C’est aux Archives nationales du Québec que Gilles Héon entame sa carrière d’archiviste, et il y demeurera pratiquement l’entièreté de sa vie professionnelle. Dès l’été 1967, il obtient un emploi étudiant aux Archives nationales du Québec dans la section des cartes et plans. Il y est engagé de manière permanente en 1969 (Héon, 2019). Poursuivant tout d’abord son travail amorcé dans la section des cartes et plans, il occupe par la suite des postes à Québec, Montréal et Trois-Rivières et ce, jusqu’à sa retraite en 2004. Parmi ces postes figurent ceux de coordonnateur de l’Inventaire national des archives du Québec, directeur des services techniques, puis Archiviste de référence au Centre d’archives de Québec (Héon, 2019).

Une carrière certes, mais surtout une vie à valoriser les archives québécoises et à en faire la promotion et la démocratisation à travers de multiples textes et communications. Une courte rétrospective de sa carrière en tant qu’archiviste s’impose soit, mais également en tant qu’auteur et conférencier marquant du milieu archivistique québécois. Afin de mieux comprendre ce qui a orienté et teinté la carrière de Gilles Héon, il importe de porter un regard sur ses champs d’intérêts les plus marquants. C’est ainsi que seront présentés les grands thèmes abordés et défendus par ce dernier, et ce, à travers les nombreux textes et contributions qui ont marqué son parcours professionnel. La classification des archives et l’importance des instruments de recherche, l’apport et la portée des archives religieuses pour la conservation de la mémoire, et la démocratisation des archives sont autant d’aspects qui seront traités. Le tout débutant avec l’implication de Gilles Héon aux Archives nationales du Québec.
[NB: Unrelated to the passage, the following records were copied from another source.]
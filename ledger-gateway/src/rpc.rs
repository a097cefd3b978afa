use log::{debug, info};
use reqwest::Client;
use serde::{Deserialize, Serialize};

use crate::{
    error::LedgerError, retry::RetryPolicy, wallet::WalletProvider, LedgerGateway, TxReceipt,
};

/// Flat gas budget for submitted transactions.
pub const DEFAULT_GAS_LIMIT: u64 = 200_000;

#[derive(Debug, Clone)]
pub struct RpcGatewayConfig {
    pub endpoint: String,
    pub gas_limit: u64,
    pub retry: RetryPolicy,
}

impl RpcGatewayConfig {
    pub fn new(endpoint: impl Into<String>) -> Self {
        Self {
            endpoint: endpoint.into(),
            gas_limit: DEFAULT_GAS_LIMIT,
            retry: RetryPolicy::default_submission(),
        }
    }

    pub fn with_gas_limit(mut self, gas_limit: u64) -> Self {
        self.gas_limit = gas_limit;
        self
    }

    pub fn with_retry(mut self, retry: RetryPolicy) -> Self {
        self.retry = retry;
        self
    }
}

/// Transaction submission body. Field names mirror the contract ABI call:
/// `withdraw(streamId)` / `stopStream(streamId)` built from the connected
/// wallet with a fixed gas budget.
#[derive(Debug, Clone, Serialize)]
struct TxRequest {
    method: String,
    stream_id: u64,
    from: String,
    gas: u64,
}

#[derive(Debug, Deserialize)]
struct TxResponse {
    #[serde(default)]
    tx_hash: Option<String>,
    #[serde(default)]
    error: Option<RpcFailure>,
}

#[derive(Debug, Deserialize)]
struct RpcFailure {
    code: i64,
    message: String,
    #[serde(default)]
    reverted: bool,
}

/// reqwest-backed [`LedgerGateway`] submitting transactions to an RPC
/// endpoint. Transport failures are resubmitted per the configured retry
/// policy; reverts and rpc rejections surface immediately.
pub struct RpcLedgerGateway<W> {
    client: Client,
    config: RpcGatewayConfig,
    wallet: W,
}

impl<W: WalletProvider> RpcLedgerGateway<W> {
    pub fn new(config: RpcGatewayConfig, wallet: W) -> Self {
        Self {
            client: Client::new(),
            config,
            wallet,
        }
    }

    async fn submit(&self, method: &'static str, stream_id: u64) -> Result<TxReceipt, LedgerError> {
        let from = self
            .wallet
            .connected_address()
            .ok_or(LedgerError::NoSigner)?;
        let request = TxRequest {
            method: method.to_string(),
            stream_id,
            from,
            gas: self.config.gas_limit,
        };
        let client = self.client.clone();
        let endpoint = self.config.endpoint.clone();

        let receipt = self
            .config
            .retry
            .run(LedgerError::is_retryable, move |attempt| {
                let client = client.clone();
                let endpoint = endpoint.clone();
                let request = request.clone();
                async move {
                    if attempt > 0 {
                        debug!("resubmitting {method} for stream {stream_id} (attempt {attempt})");
                    }
                    let response = client.post(endpoint.as_str()).json(&request).send().await?;
                    let body: TxResponse = response.error_for_status()?.json().await?;
                    parse_response(body)
                }
            })
            .await?;

        info!(
            "{method} accepted for stream {stream_id}: tx {}",
            receipt.tx_hash
        );
        Ok(receipt)
    }
}

#[async_trait::async_trait]
impl<W: WalletProvider> LedgerGateway for RpcLedgerGateway<W> {
    async fn withdraw(&self, stream_id: u64) -> Result<TxReceipt, LedgerError> {
        self.submit("withdraw", stream_id).await
    }

    async fn stop_stream(&self, stream_id: u64) -> Result<TxReceipt, LedgerError> {
        self.submit("stopStream", stream_id).await
    }
}

fn parse_response(body: TxResponse) -> Result<TxReceipt, LedgerError> {
    if let Some(failure) = body.error {
        if failure.reverted {
            return Err(LedgerError::Reverted {
                reason: failure.message,
            });
        }
        return Err(LedgerError::Rpc {
            code: failure.code,
            message: failure.message,
        });
    }
    match body.tx_hash {
        Some(tx_hash) => Ok(TxReceipt { tx_hash }),
        None => Err(LedgerError::Rpc {
            code: -1,
            message: "response carried neither tx_hash nor error".to_string(),
        }),
    }
}
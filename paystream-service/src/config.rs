use std::time::Duration;

/// Dashboards refresh accrual once per second.
pub const DEFAULT_POLL_INTERVAL: Duration = Duration::from_secs(1);
pub const DEFAULT_CHANNEL_CAPACITY: usize = 32;

#[derive(Debug, Clone)]
pub struct ServiceConfig {
    pub poll_interval: Duration,
    pub channel_capacity: usize,
}

impl ServiceConfig {
    pub fn new() -> Self {
        Self {
            poll_interval: DEFAULT_POLL_INTERVAL,
            channel_capacity: DEFAULT_CHANNEL_CAPACITY,
        }
    }

    pub fn with_poll_interval(mut self, interval: Duration) -> Self {
        self.poll_interval = interval;
        self
    }

    pub fn with_channel_capacity(mut self, capacity: usize) -> Self {
        self.channel_capacity = capacity.max(1);
        self
    }
}

impl Default for ServiceConfig {
    fn default() -> Self {
        Self::new()
    }
}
1. ARCHIVES NATIONALES DU QUÉBEC : ARCHIVES ET HISTOIRE NATIONALE

À l’emploi des Archives nationales du Québec pendant près de 40 ans, Gilles Héon participe à de nombreuses publications traitant de leur histoire en tant qu’institution, mais également de leur importance dans la conservation et la diffusion de la mémoire collective. Mémoire collective politique certes, mais également mémoires économique, sociétale, culturelle et des mentalités. Dès lors, selon Gilles Héon, il devient très important pour les archivistes de « s’attacher à recueillir les documents les plus divers pour atteindre à une perception plus globale du passé » (Héon, 1971, p. 24). Dans cet esprit, il rédige un « Bref historique des Archives du Québec » qui est publié dans le Rapport des Archives nationales du Québec de 1970. C’est la première d’une série de publications qui témoignent de leur histoire et qui rendent accessibles la compréhension de leur rôle et leur importance dans la recherche (Héon, 1975 ; Héon, 1992 ; Héon 1995a, par exemple). L’Histoire, écrit-il, « repose sur des documents […] En effet, notre démarche nous enseigne cette triste vérité : pour dix documents existants, cent manquent » (Héon, 1970, p. 15). Cette prise de conscience, très tôt dans sa carrière, oriente une partie de ses travaux vers la mise en valeur et le rôle primordial de l’État dans la conservation et dans la diffusion de cette mémoire collective. Il souligne l’importance du Rapport Dorchester (1790) en tant que « sorte d’acte de naissance des archives de l’État québécois » (Héon, 1992, p. 11). Le dépôt de ce rapport au gouverneur général Lord Dorchester mènera à la nomination du secrétaire provincial en tant que « gardien des archives de la Nouvelle-France » de même qu’à la reconnaissance de l’importance de veiller au classement, à la conservation et à la diffusion des documents d’archives (Héon, 1992, p. 11).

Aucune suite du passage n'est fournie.